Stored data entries
══════════════════════════════

use mdclip::{
    parse_document, parse_html, ConverterOptions, MarkdownConverter, Selection,
    CONVERSION_ERROR_TEXT,
};

fn convert(html: &str) -> String {
    MarkdownConverter::new().convert_to_markdown(&parse_html(html), None)
}

fn convert_page(html: &str, url: &str) -> String {
    MarkdownConverter::with_options(ConverterOptions::for_page(url))
        .convert_to_markdown(&parse_document(html), None)
}

#[test]
fn heading_padding_survives_newline_collapse() {
    // `\n\n` after the heading plus `\n` before the paragraph: three newlines stay
    assert_eq!(
        convert("<h1>Title</h1><p>Hello <strong>world</strong></p>"),
        "# Title\n\n\nHello **world**"
    );
}

#[test]
fn dead_link_is_dropped() {
    assert_eq!(convert(r##"<a href="#">click</a>"##), "");
    assert_eq!(convert("<a>click</a>"), "");
    assert_eq!(convert(r#"<a href="/x"></a>"#), "");
}

#[test]
fn relative_link_resolves_against_page() {
    assert_eq!(
        convert_page(r#"<a href="/docs">Docs</a>"#, "https://example.com/x/y"),
        "[Docs](https://example.com/docs)"
    );
    assert_eq!(
        convert_page(r#"<a href="../up">Up</a>"#, "https://example.com/x/y/z"),
        "[Up](https://example.com/x/up)"
    );
    assert_eq!(
        convert_page(r#"<a href="//cdn.example.com/a">CDN</a>"#, "https://example.com/x/y"),
        "[CDN](//cdn.example.com/a)"
    );
}

#[test]
fn excess_newlines_collapse_to_three() {
    let result = convert("<h1>A</h1><h2>B</h2>");
    assert_eq!(result, "# A\n\n\n## B");
    assert!(!result.contains("\n\n\n\n"));
}

#[test]
fn nav_content_never_leaks() {
    let html = r#"
        <div>
          <section>
            <nav><p>Secret</p></nav>
            <p>Public</p>
          </section>
          <div class="menu"><p>Secret</p></div>
          <div role="navigation"><p>Secret</p></div>
          <div style="display: none"><p>Secret</p></div>
          <p hidden>Secret</p>
        </div>"#;
    let result = convert(html);
    assert_eq!(result, "Public");
}

#[test]
fn preformatted_text_keeps_lines() {
    let result = convert("<pre>line1\nline2</pre>");
    assert!(result.contains("```\nline1\nline2\n```"));
}

#[test]
fn code_block_without_raw_newlines_uses_layout() {
    let result = convert("<pre><div>let a = 1;</div><div>let b = 2;</div></pre>");
    assert_eq!(result, "```\nlet a = 1;\nlet b = 2;\n```");
}

#[test]
fn first_main_content_match_wins() {
    let html = r#"<!DOCTYPE html>
        <html><head><title>T</title><style>p { color: red }</style></head>
        <body>
          <header><h1>Site</h1></header>
          <article>
            <h2>Post</h2>
            <ul><li>One</li><li>Two</li></ul>
            <blockquote>Quoted <em>words</em></blockquote>
          </article>
          <div id="content"><p>Later</p></div>
          <footer>Bye</footer>
        </body></html>"#;
    assert_eq!(
        convert_page(html, "https://example.com/post"),
        "## Post\n\n\n- One\n- Two\n\n> Quoted words"
    );
}

#[test]
fn body_is_used_without_main_content() {
    let html = "<html><body><p>Only <code>body</code></p><script>alert(1)</script></body></html>";
    assert_eq!(convert_page(html, "https://example.com/"), "Only `body`");
}

#[test]
fn void_elements_without_children_are_dropped() {
    assert_eq!(convert("<p>a<br>b</p>"), "a b");
    assert_eq!(convert(r#"<p><img src="/pic.png" alt="Pic"></p>"#), "");
}

#[test]
fn selection_replaces_page() {
    let page = parse_document("<main><p>Whole page</p></main>");
    let range = parse_html("<li>first</li><li><b>second</b></li>");
    let converter = MarkdownConverter::new();

    let selection = Selection::new("first second", Some(&range));
    let result = converter.convert_to_markdown(&page, Some(selection));
    assert_eq!(result, "- first\n- **second**");

    let result = converter.convert_to_markdown(&page, Some(Selection::text_only("just text")));
    assert_eq!(result, "just text");
}

#[test]
fn failed_conversion_degrades_to_text() {
    let mut html = String::new();
    for _ in 0..40 {
        html.push_str("<div>");
    }
    html.push_str("deep");

    let options = ConverterOptions {
        max_depth: 8,
        ..Default::default()
    };
    let converter = MarkdownConverter::with_options(options);
    let page = parse_document(&html);

    assert_eq!(converter.convert_to_markdown(&page, None), CONVERSION_ERROR_TEXT);
    assert_eq!(
        converter.convert_to_markdown(&page, Some(Selection::new("picked", Some(&page)))),
        "picked"
    );
}

#[test]
fn deep_markup_degrades_to_error_text() {
    let html = format!("{}deep", "<div>".repeat(20_000));
    let page = parse_document(&html);

    let result = MarkdownConverter::new().convert_to_markdown(&page, None);
    assert_eq!(result, CONVERSION_ERROR_TEXT);
}

#[test]
fn table_cells_render_as_pipes() {
    let html = "<table><tr><th>Name</th><th>Age</th></tr><tr><td>Ann</td><td>30</td></tr></table>";
    assert_eq!(convert(html), "| **Name** | **Age**\n| Ann | 30");
}
//! A terminal host: the clipboard and opened tabs are printed to stdout,
//! downloads and preview storage live in a directory.

use std::fs;
use std::io::{self, Write};
use std::path::{Path, PathBuf};

use mdclip::host::{DownloadStatus, Host, HostError, TransientStore, PREVIEW_STORAGE_KEY};

/// [`TransientStore`] keeping one `<key>.md` file per entry
pub struct FileStore {
    dir: PathBuf,
}

impl FileStore {
    pub fn new(dir: impl Into<PathBuf>) -> Self {
        Self { dir: dir.into() }
    }

    pub fn path(&self, key: &str) -> PathBuf {
        self.dir.join(format!("{key}.md"))
    }
}

impl TransientStore for FileStore {
    fn put(&mut self, key: &str, value: &str) -> Result<(), HostError> {
        fs::create_dir_all(&self.dir)?;
        fs::write(self.path(key), value)
            .map_err(|e| HostError::Storage(format!("{}: {e}", self.path(key).display())))
    }

    fn take(&mut self, key: &str) -> Result<Option<String>, HostError> {
        let path = self.path(key);
        match fs::read_to_string(&path) {
            Ok(value) => {
                fs::remove_file(&path)?;
                Ok(Some(value))
            }
            Err(e) if e.kind() == io::ErrorKind::NotFound => Ok(None),
            Err(e) => Err(e.into()),
        }
    }
}

pub struct CliHost {
    out_dir: PathBuf,
    store: FileStore,
}

impl CliHost {
    pub fn new(out_dir: &Path) -> Self {
        Self {
            out_dir: out_dir.to_path_buf(),
            store: FileStore::new(out_dir),
        }
    }

    fn print(&self, text: &str) -> io::Result<()> {
        let mut stdout = io::stdout().lock();
        writeln!(stdout, "{text}")?;
        stdout.flush()
    }
}

impl Host for CliHost {
    fn write_clipboard(&mut self, text: &str) -> Result<(), HostError> {
        self.print(text).map_err(|e| HostError::Clipboard(e.to_string()))
    }

    fn save_download(
        &mut self,
        filename: &str,
        content: &str,
    ) -> Result<DownloadStatus, HostError> {
        let path = self.out_dir.join(filename);
        fs::create_dir_all(&self.out_dir)?;
        fs::write(&path, content)
            .map_err(|e| HostError::Download(format!("{}: {e}", path.display())))?;

        tracing::info!(path = %path.display(), bytes = content.len(), "saved download");
        Ok(DownloadStatus::Finished)
    }

    fn open_url(&mut self, url: &str) -> Result<(), HostError> {
        self.print(url).map_err(|e| HostError::Open {
            url: url.to_string(),
            reason: e.to_string(),
        })
    }

    fn storage(&mut self) -> &mut dyn TransientStore {
        &mut self.store
    }

    fn preview_url(&self) -> String {
        self.store.path(PREVIEW_STORAGE_KEY).display().to_string()
    }
}
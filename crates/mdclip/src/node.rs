//! DOM node structure consumed by the Markdown converter.
//!
//! The shape follows the DOM / Chrome DevTools Protocol node: a node kind, a
//! tag name, an attribute map and ordered children. Elements additionally carry
//! the two computed style properties the classifier needs and, optionally, the
//! browser-rendered text of the element. Any tree source (a browser host,
//! html5ever, CDP) can build this structure.

use indexmap::IndexMap;

use crate::utilities::is_block;

/// Node types matching DOM nodeType values
#[derive(Debug, Clone, Copy, PartialEq, Eq)]
pub enum NodeType {
    /// Element node (nodeType = 1)
    Element,
    /// Text node (nodeType = 3)
    Text,
    /// Comment node (nodeType = 8)
    Comment,
    /// Document node (nodeType = 9)
    Document,
    /// Document fragment node (nodeType = 11)
    DocumentFragment,
    /// Any other node kind (doctype, processing instruction, ...)
    Other,
}

/// The computed style properties the classifier looks at.
///
/// `None` means the host did not report a value, which is treated like the
/// CSS initial value (`display: inline`, `visibility: visible`).
#[derive(Debug, Clone, Default, PartialEq, Eq)]
pub struct ComputedStyle {
    pub display: Option<String>,
    pub visibility: Option<String>,
}

impl ComputedStyle {
    pub fn new(display: Option<&str>, visibility: Option<&str>) -> Self {
        Self {
            display: display.map(|d| d.trim().to_lowercase()),
            visibility: visibility.map(|v| v.trim().to_lowercase()),
        }
    }

    /// `display: none`
    pub fn is_display_none(&self) -> bool {
        self.display.as_deref() == Some("none")
    }

    /// `visibility: hidden`
    pub fn is_visibility_hidden(&self) -> bool {
        self.visibility.as_deref() == Some("hidden")
    }
}

/// A DOM node.
#[derive(Debug, Clone)]
pub struct Node {
    /// Node kind
    pub node_type: NodeType,

    /// Node name (uppercase for elements, e.g. "DIV", "#text" for text nodes)
    pub node_name: String,

    /// Text content for text and comment nodes
    pub node_value: Option<String>,

    /// Attributes in document order
    pub attributes: IndexMap<String, String>,

    /// Child nodes
    pub children: Vec<Node>,

    /// Computed style reported by the host (elements only)
    pub style: ComputedStyle,

    /// Browser-rendered text (`innerText`), when the host provides it
    pub inner_text: Option<String>,
}

impl Node {
    fn new(node_type: NodeType, node_name: String, node_value: Option<String>) -> Self {
        Self {
            node_type,
            node_name,
            node_value,
            attributes: IndexMap::new(),
            children: Vec::new(),
            style: ComputedStyle::default(),
            inner_text: None,
        }
    }

    /// Create a new element node
    pub fn element(tag_name: &str) -> Self {
        Self::new(NodeType::Element, tag_name.to_uppercase(), None)
    }

    /// Create a new element node with attributes
    pub fn element_with_attrs(tag_name: &str, attrs: Vec<(&str, &str)>) -> Self {
        let mut node = Self::element(tag_name);
        for (name, value) in attrs {
            node.set_attr(name, value);
        }
        node
    }

    /// Create a new text node
    pub fn text(content: &str) -> Self {
        Self::new(NodeType::Text, "#text".to_string(), Some(content.to_string()))
    }

    /// Create a new comment node
    pub fn comment(content: &str) -> Self {
        Self::new(
            NodeType::Comment,
            "#comment".to_string(),
            Some(content.to_string()),
        )
    }

    /// Create a document node
    pub fn document() -> Self {
        Self::new(NodeType::Document, "#document".to_string(), None)
    }

    /// Create a document fragment node
    pub fn document_fragment() -> Self {
        Self::new(
            NodeType::DocumentFragment,
            "#document-fragment".to_string(),
            None,
        )
    }

    /// Builder form of [`Node::add_child`]
    pub fn with_child(mut self, child: Node) -> Self {
        self.add_child(child);
        self
    }

    /// Builder form of setting the computed style
    pub fn with_style(mut self, display: Option<&str>, visibility: Option<&str>) -> Self {
        self.style = ComputedStyle::new(display, visibility);
        self
    }

    /// Builder form of setting the rendered text
    pub fn with_inner_text(mut self, text: &str) -> Self {
        self.inner_text = Some(text.to_string());
        self
    }

    /// Check if this is an element node
    pub fn is_element(&self) -> bool {
        self.node_type == NodeType::Element
    }

    /// Check if this is a text node
    pub fn is_text(&self) -> bool {
        self.node_type == NodeType::Text
    }

    /// Check if this node can hold children (element, document, fragment)
    pub fn is_container(&self) -> bool {
        matches!(
            self.node_type,
            NodeType::Element | NodeType::Document | NodeType::DocumentFragment
        )
    }

    /// Get the tag name (lowercase)
    pub fn tag_name(&self) -> String {
        self.node_name.to_lowercase()
    }

    /// Get an attribute value by name
    pub fn attr(&self, name: &str) -> Option<&str> {
        self.attributes
            .get(&name.to_lowercase())
            .map(String::as_str)
    }

    /// Check if an attribute exists
    pub fn has_attr(&self, name: &str) -> bool {
        self.attributes.contains_key(&name.to_lowercase())
    }

    /// Set an attribute, replacing any previous value
    pub fn set_attr(&mut self, name: &str, value: &str) {
        self.attributes
            .insert(name.to_lowercase(), value.to_string());
    }

    /// The `role` attribute
    pub fn role(&self) -> Option<&str> {
        self.attr("role")
    }

    /// The `class` attribute split into its tokens
    pub fn class_list(&self) -> impl Iterator<Item = &str> {
        self.attr("class").unwrap_or("").split_ascii_whitespace()
    }

    /// Get all child nodes
    pub fn children(&self) -> impl Iterator<Item = &Node> {
        self.children.iter()
    }

    /// Get only element children
    pub fn element_children(&self) -> impl Iterator<Item = &Node> {
        self.children().filter(|n| n.is_element())
    }

    /// Add a child node
    pub fn add_child(&mut self, child: Node) {
        self.children.push(child);
    }

    /// Number of levels below this node; a leaf has height 0
    pub fn height(&self) -> usize {
        let mut height = 0;
        let mut stack = vec![(self, 0)];
        while let Some((node, depth)) = stack.pop() {
            height = height.max(depth);
            stack.extend(node.children.iter().map(|child| (child, depth + 1)));
        }
        height
    }

    /// Get all text content from this node and descendants (`textContent`)
    pub fn text_content(&self) -> String {
        let mut out = String::new();
        let mut stack = vec![self];
        while let Some(node) = stack.pop() {
            match node.node_type {
                NodeType::Text => out.push_str(node.node_value.as_deref().unwrap_or("")),
                NodeType::Comment | NodeType::Other => {}
                _ => stack.extend(node.children.iter().rev()),
            }
        }
        out
    }

    /// Get the rendered text of this node (`innerText`).
    ///
    /// Uses the host-supplied value when present. Otherwise the layout is
    /// approximated from the tree: `<br>` becomes a newline, block-level
    /// elements sit on their own lines and `display: none` subtrees are
    /// skipped.
    pub fn rendered_text(&self) -> String {
        let mut out = String::new();
        let mut stack = vec![Layout::Visit(self)];
        while let Some(step) = stack.pop() {
            let node = match step {
                Layout::Visit(node) => node,
                Layout::EndBlock => {
                    start_line(&mut out);
                    continue;
                }
            };
            if let Some(text) = &node.inner_text {
                out.push_str(text);
                continue;
            }

            match node.node_type {
                NodeType::Text => out.push_str(node.node_value.as_deref().unwrap_or("")),
                NodeType::Comment | NodeType::Other => {}
                _ => {
                    if node.style.is_display_none() {
                        continue;
                    }
                    let tag = node.tag_name();
                    if tag == "br" {
                        out.push('\n');
                        continue;
                    }

                    if node.is_element() && is_block(&tag) {
                        start_line(&mut out);
                        stack.push(Layout::EndBlock);
                    }
                    stack.extend(node.children.iter().rev().map(Layout::Visit));
                }
            }
        }
        out
    }
}

/// Pending work while laying out rendered text
enum Layout<'a> {
    Visit(&'a Node),
    EndBlock,
}

fn start_line(out: &mut String) {
    if !out.is_empty() && !out.ends_with('\n') {
        out.push('\n');
    }
}

// Deep trees are torn down iteratively so dropping them cannot exhaust the stack.
impl Drop for Node {
    fn drop(&mut self) {
        let mut stack = std::mem::take(&mut self.children);
        while let Some(mut node) = stack.pop() {
            stack.append(&mut node.children);
        }
    }
}
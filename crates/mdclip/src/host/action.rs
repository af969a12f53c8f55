//! Menu actions and the request/response messages that carry them.

use std::fmt;
use std::str::FromStr;

use serde::{Deserialize, Serialize};

use super::HostError;

/// Identifier of the parent context-menu entry
pub const MENU_ROOT_ID: &str = "extractMarkdown";

/// Title of the parent context-menu entry
pub const MENU_ROOT_TITLE: &str = "Extract Markdown";

/// Something the user can ask for from the menu or a shortcut
#[derive(Debug, Clone, Copy, PartialEq, Eq, Hash, Serialize, Deserialize)]
pub enum Action {
    #[serde(rename = "copyMarkdown")]
    CopyMarkdown,
    #[serde(rename = "openChatGPT")]
    OpenChatGpt,
    #[serde(rename = "downloadMD")]
    DownloadMarkdown,
    #[serde(rename = "previewMarkdown")]
    PreviewMarkdown,
}

impl Action {
    /// All actions in menu order
    pub const ALL: [Action; 4] = [
        Action::CopyMarkdown,
        Action::OpenChatGpt,
        Action::DownloadMarkdown,
        Action::PreviewMarkdown,
    ];

    /// Wire identifier, also used as the menu item id
    pub fn id(&self) -> &'static str {
        match self {
            Action::CopyMarkdown => "copyMarkdown",
            Action::OpenChatGpt => "openChatGPT",
            Action::DownloadMarkdown => "downloadMD",
            Action::PreviewMarkdown => "previewMarkdown",
        }
    }

    /// Menu title
    pub fn title(&self) -> &'static str {
        match self {
            Action::CopyMarkdown => "Copy Markdown",
            Action::OpenChatGpt => "Open in ChatGPT",
            Action::DownloadMarkdown => "Download .md",
            Action::PreviewMarkdown => "Preview Markdown",
        }
    }
}

impl fmt::Display for Action {
    fn fmt(&self, f: &mut fmt::Formatter<'_>) -> fmt::Result {
        f.write_str(self.id())
    }
}

impl FromStr for Action {
    type Err = HostError;

    fn from_str(s: &str) -> Result<Self, Self::Err> {
        Action::ALL
            .into_iter()
            .find(|action| action.id() == s)
            .ok_or_else(|| HostError::UnknownAction(s.to_string()))
    }
}

/// Where a menu entry is offered
#[derive(Debug, Clone, Copy, PartialEq, Eq, Serialize, Deserialize)]
#[serde(rename_all = "lowercase")]
pub enum MenuContext {
    Selection,
    Page,
}

/// A context-menu entry the host registers
#[derive(Debug, Clone, PartialEq, Eq, Serialize)]
#[serde(rename_all = "camelCase")]
pub struct MenuItem {
    pub id: &'static str,
    #[serde(skip_serializing_if = "Option::is_none")]
    pub parent_id: Option<&'static str>,
    pub title: &'static str,
    pub contexts: &'static [MenuContext],
}

const MENU_CONTEXTS: &[MenuContext] = &[MenuContext::Selection, MenuContext::Page];

/// The menu tree: the parent entry followed by one child per action
pub fn menu() -> Vec<MenuItem> {
    let root = MenuItem {
        id: MENU_ROOT_ID,
        parent_id: None,
        title: MENU_ROOT_TITLE,
        contexts: MENU_CONTEXTS,
    };

    std::iter::once(root)
        .chain(Action::ALL.into_iter().map(|action| MenuItem {
            id: action.id(),
            parent_id: Some(MENU_ROOT_ID),
            title: action.title(),
            contexts: MENU_CONTEXTS,
        }))
        .collect()
}

/// Message routed from a menu click or keyboard shortcut
#[derive(Debug, Clone, PartialEq, Eq, Serialize, Deserialize)]
#[serde(rename_all = "camelCase")]
pub struct ActionRequest {
    /// Action identifier; unknown identifiers are answered with a failure
    pub action: String,

    /// Text the user had selected, if any
    #[serde(default)]
    pub selected_text: Option<String>,
}

impl ActionRequest {
    pub fn new(action: Action, selected_text: Option<&str>) -> Self {
        Self {
            action: action.id().to_string(),
            selected_text: selected_text.map(str::to_string),
        }
    }
}

/// Outcome reported back to the caller
#[derive(Debug, Clone, PartialEq, Eq, Serialize, Deserialize)]
pub struct ActionResponse {
    pub success: bool,
    #[serde(default, skip_serializing_if = "Option::is_none")]
    pub error: Option<String>,
}

impl ActionResponse {
    pub fn success() -> Self {
        Self {
            success: true,
            error: None,
        }
    }

    pub fn failure(error: impl Into<String>) -> Self {
        Self {
            success: false,
            error: Some(error.into()),
        }
    }
}
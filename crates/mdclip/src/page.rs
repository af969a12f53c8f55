//! Picking the subtree to convert: the page's main content or a selection.

use crate::node::Node;

/// Simple selectors tried, in order of precedence, when looking for the main
/// content of a page.
#[derive(Debug, Clone, Copy, PartialEq, Eq)]
enum ContentSelector {
    Tag(&'static str),
    Role(&'static str),
    Class(&'static str),
    Id(&'static str),
}

const MAIN_CONTENT_SELECTORS: &[ContentSelector] = &[
    ContentSelector::Tag("main"),
    ContentSelector::Tag("article"),
    ContentSelector::Role("main"),
    ContentSelector::Class("content"),
    ContentSelector::Id("content"),
];

impl ContentSelector {
    fn matches(&self, node: &Node) -> bool {
        if !node.is_element() {
            return false;
        }
        match self {
            ContentSelector::Tag(tag) => node.tag_name() == *tag,
            ContentSelector::Role(role) => node.role() == Some(*role),
            ContentSelector::Class(class) => node.class_list().any(|c| c == *class),
            ContentSelector::Id(id) => node.attr("id") == Some(*id),
        }
    }
}

/// Find the first node in document order matching a predicate
fn find_first<'a>(root: &'a Node, predicate: &dyn Fn(&Node) -> bool) -> Option<&'a Node> {
    let mut stack = vec![root];
    while let Some(node) = stack.pop() {
        if predicate(node) {
            return Some(node);
        }
        stack.extend(node.children.iter().rev());
    }
    None
}

/// Locate the main content of a document.
///
/// Returns the first element in document order matching any of `main`,
/// `article`, `[role="main"]`, `.content` or `#content`, falling back to
/// `<body>` and finally to the root itself.
pub fn main_content(root: &Node) -> &Node {
    let is_main = |node: &Node| MAIN_CONTENT_SELECTORS.iter().any(|s| s.matches(node));
    let is_body = |node: &Node| node.is_element() && node.tag_name() == "body";

    find_first(root, &is_main)
        .or_else(|| find_first(root, &is_body))
        .unwrap_or(root)
}

/// Clone the contents of a selection range into a fresh `div` container.
///
/// `range` is a node or fragment holding the selected nodes; a fragment or
/// document contributes its children, anything else is cloned as a single
/// child. The source tree is never touched.
pub fn selection_container(range: &Node) -> Node {
    let mut container = Node::element("div");
    if range.is_element() || range.is_text() {
        container.add_child(range.clone());
    } else {
        for child in range.children() {
            container.add_child(child.clone());
        }
    }
    container
}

══════════════════════════════

_Aim of the task_
Please give an exact copy of the entries above, from the line with "Ok(Some(value))" down to the line with "Elements additionally carry", inclusive, and nothing else.

_Solved problem_
                Ok(Some(value))
            }
            Err(e) if e.kind() == io::ErrorKind::NotFound => Ok(None),
            Err(e) => Err(e.into()),
        }
    }
}

pub struct CliHost {
    out_dir: PathBuf,
    store: FileStore,
}

impl CliHost {
    pub fn new(out_dir: &Path) -> Self {
        Self {
            out_dir: out_dir.to_path_buf(),
            store: FileStore::new(out_dir),
        }
    }

    fn print(&self, text: &str) -> io::Result<()> {
        let mut stdout = io::stdout().lock();
        writeln!(stdout, "{text}")?;
        stdout.flush()
    }
}

impl Host for CliHost {
    fn write_clipboard(&mut self, text: &str) -> Result<(), HostError> {
        self.print(text).map_err(|e| HostError::Clipboard(e.to_string()))
    }

    fn save_download(
        &mut self,
        filename: &str,
        content: &str,
    ) -> Result<DownloadStatus, HostError> {
        let path = self.out_dir.join(filename);
        fs::create_dir_all(&self.out_dir)?;
        fs::write(&path, content)
            .map_err(|e| HostError::Download(format!("{}: {e}", path.display())))?;

        tracing::info!(path = %path.display(), bytes = content.len(), "saved download");
        Ok(DownloadStatus::Finished)
    }

    fn open_url(&mut self, url: &str) -> Result<(), HostError> {
        self.print(url).map_err(|e| HostError::Open {
            url: url.to_string(),
            reason: e.to_string(),
        })
    }

    fn storage(&mut self) -> &mut dyn TransientStore {
        &mut self.store
    }

    fn preview_url(&self) -> String {
        self.store.path(PREVIEW_STORAGE_KEY).display().to_string()
    }
}
filename crates/mdclip/src/node.rs
//! DOM node structure consumed by the Markdown converter.
//!
//! The shape follows the DOM / Chrome DevTools Protocol node: a node kind, a
//! tag name, an attribute map and ordered children. Elements additionally carry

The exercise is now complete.